Далее книга «Бытие» повествует, что бог, сотворив мир, создал из глины человека; вместе с тем мы узнаём, что он сделал его по своему образу и подобию. Каким же, однако, должны мы представлять себе бога? Можно ли человека, существо материальное — хотя бы частично — уподобить чистому духу, не имеющему в себе ничего материального? Каким образом человеческая душа, столь несовершенная, могла быть создана по образцу души совершенной, какою, по нашим представлениям, должен обладать создатель вселенной? Какое сходство, какое соотношение, какая связь могут быть между душой смертной, конечной, облеченной в тело, и ее создателем — духом вечным и бесконечным? Вот вопросы, которые до сих пор, по-видимому, невозможно было разрешить и которые, надо думать, еще долго будут обсуждаться людьми, стремящимися понять непостижимый смысл книги, продиктованной самим богом для нашего просвещения.

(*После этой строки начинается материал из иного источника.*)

//! Circuit breaker gate for remote endpoints.
//!
//! Every distinct endpoint key (provider + operation class) owns one
//! [`EndpointHealth`] record that decides whether calls are attempted at all.
//!
//! ```text
//!   Closed ──(threshold consecutive transient failures)──▶ Open
//!     ▲                                                      │
//!     │ probe success                           cooldown     │
//!     │                                         elapsed      ▼
//!     └──────────────────────── HalfOpen ◀───────────────────┘
//!                                  │
//!                                  └──(probe failure, longer cooldown)──▶ Open
//! ```
//!
//! ```no_run
//! use gsm_circuit::{BreakerConfig, CircuitGate, EndpointKey, Outcome};
//!
//! # async fn example() {
//! let gate = CircuitGate::new(BreakerConfig::default());
//! let key = EndpointKey::new("graph", "send_mail");
//! if let Ok(permit) = gate.allow(&key) {
//!     // perform the call, then report how it went
//!     gate.record_outcome(permit, Outcome::Success);
//! }
//! # }
//! ```

mod config;
mod gate;
mod health;

pub use config::BreakerConfig;
pub use gate::{CircuitGate, CircuitOpen, Permit};
pub use health::{CircuitState, EndpointHealth, EndpointKey, Outcome};
use std::sync::Arc;

use async_trait::async_trait;

use crate::{Credential, ProviderId, RefreshError};

/// Capability that exchanges whatever the provider needs for a new credential.
///
/// Implementations own the protocol details of one identity provider; the
/// cache only decides when to call them. `current` is the last cached
/// credential for the key, if any, so refresh handles can be reused.
#[async_trait]
pub trait CredentialRefresher: Send + Sync {
    async fn refresh(
        &self,
        provider: &ProviderId,
        principal: &str,
        current: Option<&Credential>,
    ) -> Result<Credential, RefreshError>;
}

/// Shared trait object wrapper.
pub type SharedRefresher = Arc<dyn CredentialRefresher>;
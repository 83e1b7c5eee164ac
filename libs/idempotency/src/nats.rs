use std::time::Duration;

use anyhow::{Context, Result};
use async_nats::jetstream::{
    Context as JsContext,
    context::KeyValueErrorKind,
    kv::{self, CreateErrorKind},
};
use async_trait::async_trait;
use base64::{Engine as _, engine::general_purpose::URL_SAFE_NO_PAD};
use tracing::{instrument, warn};

use crate::{Claim, EventRef, LedgerKey, ReconciliationLedger, record_claim};

/// JetStream KV backed ledger shared by every worker of a deployment.
pub struct NatsKvLedger {
    bucket: kv::Store,
}

impl NatsKvLedger {
    /// Opens the bucket, creating it when missing.
    pub async fn new(js: &JsContext, namespace: &str) -> Result<Self> {
        let bucket = match js.get_key_value(namespace).await {
            Ok(store) => store,
            Err(err) if err.kind() == KeyValueErrorKind::GetBucket => js
                .create_key_value(kv::Config {
                    bucket: namespace.to_string(),
                    history: 1,
                    max_age: Duration::from_secs(0),
                    ..Default::default()
                })
                .await
                .with_context(|| format!("create JetStream KV bucket {namespace}"))?,
            Err(err) => anyhow::bail!("reconciliation ledger init failed: {err}"),
        };
        Ok(Self { bucket })
    }
}

/// KV keys only allow a restricted alphabet; provider message ids (for
/// example RFC 5322 Message-IDs) do not fit it.
fn storage_key(key: &LedgerKey) -> String {
    format!(
        "{}.{}",
        URL_SAFE_NO_PAD.encode(key.provider.as_bytes()),
        URL_SAFE_NO_PAD.encode(key.message_id.as_bytes())
    )
}

#[async_trait]
impl ReconciliationLedger for NatsKvLedger {
    #[instrument(name = "ledger.claim", skip_all, fields(key = %event.key()))]
    async fn claim(&self, event: &EventRef, ttl: Duration) -> Result<Claim> {
        anyhow::ensure!(
            !event.message_id.trim().is_empty(),
            "cannot claim an event without a message id"
        );
        let key = event.key();
        let stored = storage_key(&key);
        let payload = serde_json::to_vec(event)?;
        let ttl = ttl.max(Duration::from_secs(1));

        // The earlier record can expire between a failed create and the read;
        // one more create settles that race.
        for _ in 0..2 {
            match self
                .bucket
                .create_with_ttl(&stored, payload.clone().into(), ttl)
                .await
            {
                Ok(_) => {
                    record_claim(&key, &Claim::Fresh);
                    return Ok(Claim::Fresh);
                }
                Err(err) if err.kind() == CreateErrorKind::AlreadyExists => {
                    let existing = self
                        .bucket
                        .get(&stored)
                        .await
                        .with_context(|| format!("read ledger key {key}"))?;
                    let Some(bytes) = existing else {
                        continue;
                    };
                    let claim = match serde_json::from_slice::<EventRef>(&bytes) {
                        Ok(earlier) => Claim::Seen(earlier),
                        Err(err) => {
                            warn!(error = %err, "unreadable ledger record, treating as seen");
                            Claim::Seen(event.clone())
                        }
                    };
                    record_claim(&key, &claim);
                    return Ok(claim);
                }
                Err(err) => {
                    return Err(anyhow::anyhow!(err)
                        .context(format!("claim ledger key {key} with ttl {}s", ttl.as_secs())));
                }
            }
        }
        anyhow::bail!("ledger key {key} kept expiring while being claimed")
    }

    async fn release(&self, key: &LedgerKey) -> Result<()> {
        self.bucket
            .delete(storage_key(key))
            .await
            .with_context(|| format!("release ledger key {key}"))?;
        Ok(())
    }
}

Зачем же бог создал человека? Затем, чтобы населить вселенную разумными существами, которые воздавали бы ему хвалу, были бы свидетелями его чудес, прославляли бы своего создателя, созерцали его творения, размышляли о них и, следуя божественным законам, заслуженно пользовались его милостями. Человек, стало быть, необходим для возвеличения божества, которое без человека не могло бы добиться ни славы, ни почестей и влачило бы жалкое существование государя без подданных; чье тщеславие примирилось бы с такими условиями? Мне кажется бесполезным говорить вам о том, насколько эти представления мало соответствуют всему, что нам рассказывают о самодовлеющем духе, ни в ком и ни в чем не нуждающемся для своего блаженства. Все черты, которыми Библия наделяет божество, всегда оказываются заимствованными у тщеславного человека или монарха, и мы убеждаемся, что не бог создал человека по своему образу и подобию, а человек всегда творил бога по своему образцу (1), наделяя его своим умом, своими качествами, особенно — пороками.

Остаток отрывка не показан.